Saved data entries
<<<<

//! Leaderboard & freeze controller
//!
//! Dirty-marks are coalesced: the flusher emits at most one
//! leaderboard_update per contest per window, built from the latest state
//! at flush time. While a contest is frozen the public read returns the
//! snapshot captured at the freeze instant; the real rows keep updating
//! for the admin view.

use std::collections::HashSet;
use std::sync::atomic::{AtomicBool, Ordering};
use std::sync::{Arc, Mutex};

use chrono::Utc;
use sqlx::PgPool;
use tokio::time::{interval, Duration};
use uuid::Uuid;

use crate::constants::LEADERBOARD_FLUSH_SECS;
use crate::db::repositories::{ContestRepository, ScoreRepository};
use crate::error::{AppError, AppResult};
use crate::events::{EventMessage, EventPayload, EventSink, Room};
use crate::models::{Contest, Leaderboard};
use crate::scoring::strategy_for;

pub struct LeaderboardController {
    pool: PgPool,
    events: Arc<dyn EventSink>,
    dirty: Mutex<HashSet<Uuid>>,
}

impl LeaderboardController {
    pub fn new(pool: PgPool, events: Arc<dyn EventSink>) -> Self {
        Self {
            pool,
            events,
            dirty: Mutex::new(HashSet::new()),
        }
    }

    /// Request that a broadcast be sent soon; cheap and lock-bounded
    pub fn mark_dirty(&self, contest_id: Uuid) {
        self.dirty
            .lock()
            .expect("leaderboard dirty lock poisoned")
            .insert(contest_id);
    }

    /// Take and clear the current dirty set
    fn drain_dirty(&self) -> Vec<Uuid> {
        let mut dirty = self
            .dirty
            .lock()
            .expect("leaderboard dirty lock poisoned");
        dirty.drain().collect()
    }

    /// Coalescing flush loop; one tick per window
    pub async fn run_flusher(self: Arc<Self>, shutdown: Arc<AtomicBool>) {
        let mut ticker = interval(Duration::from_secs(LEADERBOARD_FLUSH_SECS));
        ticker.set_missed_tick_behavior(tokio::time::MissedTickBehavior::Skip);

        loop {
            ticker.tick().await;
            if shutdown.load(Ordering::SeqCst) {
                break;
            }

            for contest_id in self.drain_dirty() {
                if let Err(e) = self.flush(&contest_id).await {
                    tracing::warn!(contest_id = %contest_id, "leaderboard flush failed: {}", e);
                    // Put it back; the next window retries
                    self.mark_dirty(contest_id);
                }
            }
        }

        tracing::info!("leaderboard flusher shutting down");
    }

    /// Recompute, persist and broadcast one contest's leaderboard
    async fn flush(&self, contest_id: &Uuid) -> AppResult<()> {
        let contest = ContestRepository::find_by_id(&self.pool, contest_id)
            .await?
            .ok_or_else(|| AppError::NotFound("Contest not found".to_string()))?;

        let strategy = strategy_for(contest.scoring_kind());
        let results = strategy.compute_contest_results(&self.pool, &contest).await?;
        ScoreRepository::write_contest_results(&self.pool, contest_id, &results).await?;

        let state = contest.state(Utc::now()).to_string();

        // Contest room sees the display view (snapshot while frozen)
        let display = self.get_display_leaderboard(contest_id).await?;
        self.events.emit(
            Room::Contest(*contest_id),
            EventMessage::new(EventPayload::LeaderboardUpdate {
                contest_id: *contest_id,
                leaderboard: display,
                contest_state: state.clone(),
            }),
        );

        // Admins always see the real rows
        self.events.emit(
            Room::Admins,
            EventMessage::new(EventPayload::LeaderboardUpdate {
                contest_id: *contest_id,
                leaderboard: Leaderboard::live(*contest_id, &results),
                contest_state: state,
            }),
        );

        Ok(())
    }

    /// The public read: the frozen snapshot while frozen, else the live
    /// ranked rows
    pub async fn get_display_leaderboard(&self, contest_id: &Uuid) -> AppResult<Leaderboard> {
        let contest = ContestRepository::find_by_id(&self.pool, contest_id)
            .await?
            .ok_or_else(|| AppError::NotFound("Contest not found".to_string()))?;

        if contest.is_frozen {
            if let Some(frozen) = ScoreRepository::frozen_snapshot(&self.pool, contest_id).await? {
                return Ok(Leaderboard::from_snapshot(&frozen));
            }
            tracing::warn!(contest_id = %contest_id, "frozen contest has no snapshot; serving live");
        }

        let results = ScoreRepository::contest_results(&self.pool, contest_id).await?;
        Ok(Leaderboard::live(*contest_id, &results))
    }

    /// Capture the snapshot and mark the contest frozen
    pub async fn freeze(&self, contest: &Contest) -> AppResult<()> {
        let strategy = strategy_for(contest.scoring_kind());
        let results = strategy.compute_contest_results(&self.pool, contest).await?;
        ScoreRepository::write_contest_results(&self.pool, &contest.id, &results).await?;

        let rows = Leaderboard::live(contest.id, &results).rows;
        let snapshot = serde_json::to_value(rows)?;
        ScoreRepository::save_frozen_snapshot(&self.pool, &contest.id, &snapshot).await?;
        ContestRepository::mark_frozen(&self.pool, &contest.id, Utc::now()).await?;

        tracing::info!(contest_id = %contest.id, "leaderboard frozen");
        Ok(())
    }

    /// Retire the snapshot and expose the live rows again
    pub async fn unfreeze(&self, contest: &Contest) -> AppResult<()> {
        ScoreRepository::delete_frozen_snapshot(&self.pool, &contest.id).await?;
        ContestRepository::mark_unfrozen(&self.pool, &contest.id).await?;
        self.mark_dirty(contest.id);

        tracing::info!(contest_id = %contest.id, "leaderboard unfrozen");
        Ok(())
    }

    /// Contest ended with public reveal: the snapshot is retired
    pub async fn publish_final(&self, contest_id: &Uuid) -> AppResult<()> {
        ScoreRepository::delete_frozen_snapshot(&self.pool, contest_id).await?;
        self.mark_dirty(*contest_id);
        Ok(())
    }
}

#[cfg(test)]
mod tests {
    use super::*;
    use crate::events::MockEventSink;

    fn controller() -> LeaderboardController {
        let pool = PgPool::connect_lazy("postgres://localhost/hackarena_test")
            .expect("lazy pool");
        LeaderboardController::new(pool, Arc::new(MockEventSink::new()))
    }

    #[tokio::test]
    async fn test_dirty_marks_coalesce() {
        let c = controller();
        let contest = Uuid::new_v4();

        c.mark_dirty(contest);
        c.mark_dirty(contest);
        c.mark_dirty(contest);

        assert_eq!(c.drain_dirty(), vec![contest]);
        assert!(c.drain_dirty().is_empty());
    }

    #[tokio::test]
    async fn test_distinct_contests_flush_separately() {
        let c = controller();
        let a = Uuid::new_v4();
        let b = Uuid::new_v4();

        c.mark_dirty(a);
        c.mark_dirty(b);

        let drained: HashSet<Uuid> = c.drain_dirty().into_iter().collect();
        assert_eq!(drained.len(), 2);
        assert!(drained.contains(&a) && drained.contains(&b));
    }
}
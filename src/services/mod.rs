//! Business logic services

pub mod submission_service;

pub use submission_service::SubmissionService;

>>>>

Work task
Please return every line in the data that includes the string "rows".

Response to the exercise
//! snapshot captured at the freeze instant; the real rows keep updating
        // Admins always see the real rows
    /// ranked rows
        let rows = Leaderboard::live(contest.id, &results).rows;
        let snapshot = serde_json::to_value(rows)?;
    /// Retire the snapshot and expose the live rows again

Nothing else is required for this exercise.